Michael le frotó el seno derecho, tomó el pezón entre sus labios y le pasó la punta de la lengua hasta que se puso erecto. Kelly emitió un suave murmullo y movió la mano más abajo, entre las piernas de él. En un instante, notó la erección latiendo contra su palma. Michael aspiró profundamente y exhaló el aire con un suspiro contenido.

—¿Quieres que lo hagamos otra vez? —cuchicheó ella.

Michael casi no la oyó.

—¿Tú que crees?

6

Andie cruzó con paso enérgico el vestíbulo desierto del hotel Cesar Park y mostró su tarjeta de identificación ante el sensor de la entrada. Las puertas de corredera se abrieron y la mujer salió a la calle. Le daba tiempo de echar un breve vistazo a la playa antes de la reunión de las diez.

La ciudad que la recibió estaba sumida en un sorprendente silencio. Andie sabía que las purgas de Nunca Mais, en el año noventa y siete, habían dejado deshabitadas las favelas, esas chabolas que se apiñaban en las laderas de las colinas de Río. El nuevo régimen había actuado de forma rápida y brutal, pese a las protestas públicas. ¿Dónde estaba ahora toda aquella pobre gente? Andie los imaginó trabajando en las plantaciones de caña de azúcar del sofocante interior verde del país, si es que aún seguían vivos.

La mujer había esperado ver a los últimos juerguistas retirándose a sus casas a la salida de las discotecas, abiertas toda la noche, y a las parejas de amantes embelesados paseando del brazo por la playa. Pero quizá tales escenas no eran frecuentes durante la semana. Andie había asimilado las leyendas de Río; ahora llegaba el momento de descubrir la verdad.
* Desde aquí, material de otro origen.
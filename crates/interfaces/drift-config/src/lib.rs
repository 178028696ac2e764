//! Ambient process configuration, read from the environment:
//!
//! - `SYNC_<N>_SOURCE` / `SYNC_<N>_TARGET` / `SYNC_<N>_RULE` /
//!   `SYNC_<N>_AUTO_APPROVE` for N in 1..=10 define engine pairs
//! - `MODE` selects `sender` (default) or `receiver`
//! - `DEST_HOST`, `DEST_MODULE` name the default receiver identity
//! - `BWLIMIT_MBPS` caps transfer speed (× 125 000 = bytes/s)
//! - `POLL_INTERVAL` (seconds) enables the source-poll loop
//! - `WATCH_INTERVAL_HOURS` overrides the periodic full-sync cadence
//! - `CONFIG_DIR` overrides the state directory
//! - `RSYNC_PASSWORD` is passed through to the rsync subprocess

use std::time::Duration;

use camino::Utf8PathBuf;
use directories::ProjectDirs;
use drift_core::SyncRule;

/// Engine pairs are numbered 1..=10.
pub const MAX_ENGINES: u32 = 10;

/// `BWLIMIT_MBPS` unit conversion factor.
pub const BWLIMIT_UNIT: u64 = 125_000;

#[derive(Debug, thiserror::Error)]
pub enum ConfigError {
    #[error("SYNC_{0}_TARGET is set but SYNC_{0}_SOURCE is missing (or vice versa)")]
    HalfPair(u32),
    #[error("SYNC_{0}_RULE is '{1}', expected flat, series or standard")]
    InvalidRule(u32, String),
    #[error("{0} is '{1}', expected an integer")]
    InvalidNumber(&'static str, String),
    #[error("MODE is '{0}', expected sender or receiver")]
    InvalidMode(String),
    #[error("no config directory: set CONFIG_DIR")]
    NoConfigDir,
}

#[derive(Debug, Clone, Copy, PartialEq, Eq, Default)]
pub enum Mode {
    #[default]
    Sender,
    Receiver,
}

#[derive(Debug, Clone)]
pub struct EnginePair {
    pub id: u32,
    pub source: String,
    pub target: String,
    pub rule: SyncRule,
    pub auto_approve: bool,
}

#[derive(Debug, Clone)]
pub struct ProcessConfig {
    pub mode: Mode,
    pub dest_host: Option<String>,
    pub dest_module: Option<String>,
    /// Bytes per second; 0 means unlimited.
    pub bandwidth_limit: u64,
    pub poll_interval: Duration,
    /// Periodic full-sync override; None keeps the engine default.
    pub watch_interval: Option<Duration>,
    pub config_dir: Utf8PathBuf,
    pub rsync_password: Option<String>,
    pub engines: Vec<EnginePair>,
}

pub fn load_from_env() -> Result<ProcessConfig, ConfigError> {
    load_with(|key| std::env::var(key).ok())
}

/// Same contract as `load_from_env`, with the lookup injected so tests do
/// not mutate process-global state.
pub fn load_with(get: impl Fn(&str) -> Option<String>) -> Result<ProcessConfig, ConfigError> {
    let mode = match get("MODE").as_deref().map(str::trim) {
        None | Some("") | Some("sender") => Mode::Sender,
        Some("receiver") => Mode::Receiver,
        Some(other) => return Err(ConfigError::InvalidMode(other.to_string())),
    };

    let bandwidth_limit = match get("BWLIMIT_MBPS") {
        Some(raw) if !raw.trim().is_empty() => raw
            .trim()
            .parse::<u64>()
            .map(|mbps| mbps * BWLIMIT_UNIT)
            .map_err(|_| ConfigError::InvalidNumber("BWLIMIT_MBPS", raw))?,
        _ => 0,
    };

    let poll_interval = match get("POLL_INTERVAL") {
        Some(raw) if !raw.trim().is_empty() => raw
            .trim()
            .parse::<u64>()
            .map(Duration::from_secs)
            .map_err(|_| ConfigError::InvalidNumber("POLL_INTERVAL", raw))?,
        _ => Duration::ZERO,
    };

    let watch_interval = match get("WATCH_INTERVAL_HOURS") {
        Some(raw) if !raw.trim().is_empty() => Some(
            raw.trim()
                .parse::<u64>()
                .map(|hours| Duration::from_secs(hours * 3600))
                .map_err(|_| ConfigError::InvalidNumber("WATCH_INTERVAL_HOURS", raw))?,
        ),
        _ => None,
    };

    let config_dir = match get("CONFIG_DIR") {
        Some(dir) if !dir.trim().is_empty() => Utf8PathBuf::from(dir.trim()),
        _ => ProjectDirs::from("com", "drift", "sync")
            .and_then(|dirs| Utf8PathBuf::from_path_buf(dirs.config_dir().to_path_buf()).ok())
            .ok_or(ConfigError::NoConfigDir)?,
    };

    let mut engines = Vec::new();
    for id in 1..=MAX_ENGINES {
        let source = get(&format!("SYNC_{id}_SOURCE")).filter(|s| !s.trim().is_empty());
        let target = get(&format!("SYNC_{id}_TARGET")).filter(|s| !s.trim().is_empty());
        let (source, target) = match (source, target) {
            (Some(s), Some(t)) => (s.trim().to_string(), t.trim().to_string()),
            (None, None) => continue,
            _ => return Err(ConfigError::HalfPair(id)),
        };

        let rule = match get(&format!("SYNC_{id}_RULE")) {
            Some(raw) if !raw.trim().is_empty() => SyncRule::parse(&raw)
                .ok_or_else(|| ConfigError::InvalidRule(id, raw.trim().to_string()))?,
            _ => SyncRule::Standard,
        };
        let auto_approve = get(&format!("SYNC_{id}_AUTO_APPROVE"))
            .map(|v| matches!(v.trim().to_ascii_lowercase().as_str(), "true" | "on" | "1"))
            .unwrap_or(false);

        engines.push(EnginePair {
            id,
            source,
            target,
            rule,
            auto_approve,
        });
    }

    Ok(ProcessConfig {
        mode,
        dest_host: get("DEST_HOST").filter(|s| !s.trim().is_empty()),
        dest_module: get("DEST_MODULE").filter(|s| !s.trim().is_empty()),
        bandwidth_limit,
        poll_interval,
        watch_interval,
        config_dir,
        rsync_password: get("RSYNC_PASSWORD").filter(|s| !s.is_empty()),
        engines,
    })
}

#[cfg(test)]
mod tests {
    use super::*;
    use std::collections::HashMap;

    fn env<'a>(pairs: &'a [(&'a str, &'a str)]) -> impl Fn(&str) -> Option<String> + 'a {
        let map: HashMap<String, String> = pairs
            .iter()
            .map(|(k, v)| (k.to_string(), v.to_string()))
            .collect();
        move |key| map.get(key).cloned()
    }

    #[test]
    fn loads_engine_pairs_in_order() {
        let get = env(&[
            ("CONFIG_DIR", "/tmp/drift"),
            ("SYNC_1_SOURCE", "/data/shows"),
            ("SYNC_1_TARGET", "backup@nas::media/shows"),
            ("SYNC_1_RULE", "series"),
            ("SYNC_1_AUTO_APPROVE", "true"),
            ("SYNC_3_SOURCE", "/data/movies"),
            ("SYNC_3_TARGET", "/mnt/mirror/movies"),
        ]);
        let config = load_with(get).unwrap();

        assert_eq!(config.engines.len(), 2);
        assert_eq!(config.engines[0].id, 1);
        assert_eq!(config.engines[0].rule, SyncRule::Series);
        assert!(config.engines[0].auto_approve);
        assert_eq!(config.engines[1].id, 3);
        assert_eq!(config.engines[1].rule, SyncRule::Standard);
        assert!(!config.engines[1].auto_approve);
    }

    #[test]
    fn half_pairs_are_rejected() {
        let get = env(&[("CONFIG_DIR", "/tmp/d"), ("SYNC_2_SOURCE", "/data")]);
        assert!(matches!(load_with(get), Err(ConfigError::HalfPair(2))));
    }

    #[test]
    fn bwlimit_converts_to_bytes_per_second() {
        let get = env(&[("CONFIG_DIR", "/tmp/d"), ("BWLIMIT_MBPS", "8")]);
        let config = load_with(get).unwrap();
        assert_eq!(config.bandwidth_limit, 1_000_000);
    }

    #[test]
    fn mode_and_poll_interval_parse() {
        let get = env(&[
            ("CONFIG_DIR", "/tmp/d"),
            ("MODE", "receiver"),
            ("POLL_INTERVAL", "300"),
            ("WATCH_INTERVAL_HOURS", "6"),
        ]);
        let config = load_with(get).unwrap();
        assert_eq!(config.mode, Mode::Receiver);
        assert_eq!(config.poll_interval, Duration::from_secs(300));
        assert_eq!(config.watch_interval, Some(Duration::from_secs(6 * 3600)));

        let bad = env(&[("CONFIG_DIR", "/tmp/d"), ("MODE", "proxy")]);
        assert!(matches!(load_with(bad), Err(ConfigError::InvalidMode(_))));
    }

    #[test]
    fn bad_rule_is_an_error() {
        let get = env(&[
            ("CONFIG_DIR", "/tmp/d"),
            ("SYNC_1_SOURCE", "/a"),
            ("SYNC_1_TARGET", "/b"),
            ("SYNC_1_RULE", "mirror"),
        ]);
        assert!(matches!(load_with(get), Err(ConfigError::InvalidRule(1, _))));
    }
}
Cruzó con cautela la, en teoría, bulliciosa avenida Atlántica, siguiendo la advertencia del implante sobre lo imprevisible de las maniobras de los conductores brasileños. Alcanzó la acera de mosaicos que bordeaba la playa, se quitó los zapatos y hundió los pies en la arena blanca de Ipanema. Las olas de color azul verdoso avanzaban hacia ella, rompiendo sobre la húmeda arena. Unos cuantos amantes de los baños de sol ocupaban ya unas hamacas de cara al mar, pero, salvo ellos, la playa estaba casi desierta. Andie continuó su paseo por la arena, lamentando no haber llevado consigo un sombrero. Pese a lo temprano de la hora, el sol caía ya con fuerza. Empezaba a sentirse sedienta, aunque acababa de tomarse un generoso vaso de jugo de mango en el hotel. Tenía la boca seca y la lengua como de algodón. Evocó la imagen de un vaso de agua, con el exterior salpicado de gotitas producto de la condensación, y le entraron unas ganas enormes de tomarse un buen helado de fruta. A su izquierda, por la playa, apareció un vendedor de polos, un muchacho bronceado de unos catorce años que llevaba unos téjanos blancos y gafas de sol. Andie decidió regalarse con una de aquellas barritas heladas. Mientras contaba el cambio, el muchacho levantó las gafas y se las colocó en lo alto de la cabeza. Cuando alzó la vista, la mujer se llevó una gran sorpresa al descubrir un par de ojos dorados, brillantes como monedas, que la miraban fijamente. Estuvo a punto de caérsele el cambio. El muchacho sonrió, murmuró un abrigado y continuó su recorrido por la playa hasta desaparecer de la vista.